--- Data extracts ---
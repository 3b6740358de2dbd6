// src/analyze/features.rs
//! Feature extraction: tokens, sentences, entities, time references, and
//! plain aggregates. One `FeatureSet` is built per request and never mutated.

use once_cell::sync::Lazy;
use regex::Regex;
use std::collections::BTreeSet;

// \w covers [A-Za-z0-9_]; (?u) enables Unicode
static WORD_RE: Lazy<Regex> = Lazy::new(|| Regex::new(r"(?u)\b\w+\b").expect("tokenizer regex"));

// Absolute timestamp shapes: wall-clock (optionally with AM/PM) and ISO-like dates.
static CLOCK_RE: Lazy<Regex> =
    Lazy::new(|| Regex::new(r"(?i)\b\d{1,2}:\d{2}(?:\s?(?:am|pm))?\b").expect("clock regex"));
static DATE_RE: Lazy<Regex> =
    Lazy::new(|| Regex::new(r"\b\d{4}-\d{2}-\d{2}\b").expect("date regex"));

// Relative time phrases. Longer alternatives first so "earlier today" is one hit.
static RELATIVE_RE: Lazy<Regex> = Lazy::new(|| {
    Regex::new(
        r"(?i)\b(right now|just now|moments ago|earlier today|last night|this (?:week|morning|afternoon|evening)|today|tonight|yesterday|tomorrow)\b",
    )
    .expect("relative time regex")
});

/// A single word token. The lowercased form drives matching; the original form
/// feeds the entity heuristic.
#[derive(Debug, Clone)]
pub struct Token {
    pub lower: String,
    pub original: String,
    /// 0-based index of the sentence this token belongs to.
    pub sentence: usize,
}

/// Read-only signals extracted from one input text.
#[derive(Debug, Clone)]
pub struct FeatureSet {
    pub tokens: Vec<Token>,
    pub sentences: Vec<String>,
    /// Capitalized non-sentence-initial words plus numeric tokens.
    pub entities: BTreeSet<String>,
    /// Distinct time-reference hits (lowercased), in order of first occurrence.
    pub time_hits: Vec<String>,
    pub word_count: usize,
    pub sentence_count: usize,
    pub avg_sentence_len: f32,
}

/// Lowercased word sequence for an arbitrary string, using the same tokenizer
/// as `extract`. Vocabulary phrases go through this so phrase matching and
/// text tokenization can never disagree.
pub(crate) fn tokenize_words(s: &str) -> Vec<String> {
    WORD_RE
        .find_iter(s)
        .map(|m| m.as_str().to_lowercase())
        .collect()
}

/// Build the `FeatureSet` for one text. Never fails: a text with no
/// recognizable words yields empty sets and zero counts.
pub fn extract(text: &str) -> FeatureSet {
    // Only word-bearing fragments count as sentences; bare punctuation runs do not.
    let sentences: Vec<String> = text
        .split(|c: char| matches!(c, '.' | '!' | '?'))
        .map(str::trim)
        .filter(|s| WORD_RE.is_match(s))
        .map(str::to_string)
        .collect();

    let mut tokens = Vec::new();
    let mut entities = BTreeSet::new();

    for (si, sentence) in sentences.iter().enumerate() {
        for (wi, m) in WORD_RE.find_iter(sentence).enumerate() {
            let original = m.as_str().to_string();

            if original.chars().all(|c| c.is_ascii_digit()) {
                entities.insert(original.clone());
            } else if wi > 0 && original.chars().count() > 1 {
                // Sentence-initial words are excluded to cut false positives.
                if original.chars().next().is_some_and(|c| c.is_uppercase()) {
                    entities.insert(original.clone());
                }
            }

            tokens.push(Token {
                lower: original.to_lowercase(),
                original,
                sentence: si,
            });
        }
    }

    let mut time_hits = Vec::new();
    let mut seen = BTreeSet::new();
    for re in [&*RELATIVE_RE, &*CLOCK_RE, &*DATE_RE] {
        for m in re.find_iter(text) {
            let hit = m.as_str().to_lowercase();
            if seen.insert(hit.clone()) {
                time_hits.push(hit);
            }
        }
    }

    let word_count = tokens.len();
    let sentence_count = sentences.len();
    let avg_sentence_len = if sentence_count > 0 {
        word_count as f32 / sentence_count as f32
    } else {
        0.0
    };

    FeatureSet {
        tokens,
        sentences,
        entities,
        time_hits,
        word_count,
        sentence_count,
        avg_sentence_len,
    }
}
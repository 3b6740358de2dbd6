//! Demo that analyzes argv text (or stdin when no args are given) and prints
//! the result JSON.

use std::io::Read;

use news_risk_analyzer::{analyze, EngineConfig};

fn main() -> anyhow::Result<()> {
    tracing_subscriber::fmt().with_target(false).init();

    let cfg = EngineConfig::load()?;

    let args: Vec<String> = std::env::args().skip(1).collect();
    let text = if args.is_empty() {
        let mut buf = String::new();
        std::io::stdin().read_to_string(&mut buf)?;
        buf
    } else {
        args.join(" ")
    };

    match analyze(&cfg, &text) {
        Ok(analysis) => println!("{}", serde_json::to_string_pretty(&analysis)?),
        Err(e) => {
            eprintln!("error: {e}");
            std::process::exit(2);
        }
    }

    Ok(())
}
---
Aim of the exercise →
Which lines above contain the word "stdin"? Copy all of them.

Answer below →
//! Demo that analyzes argv text (or stdin when no args are given) and prints
        std::io::stdin().read_to_string(&mut buf)?;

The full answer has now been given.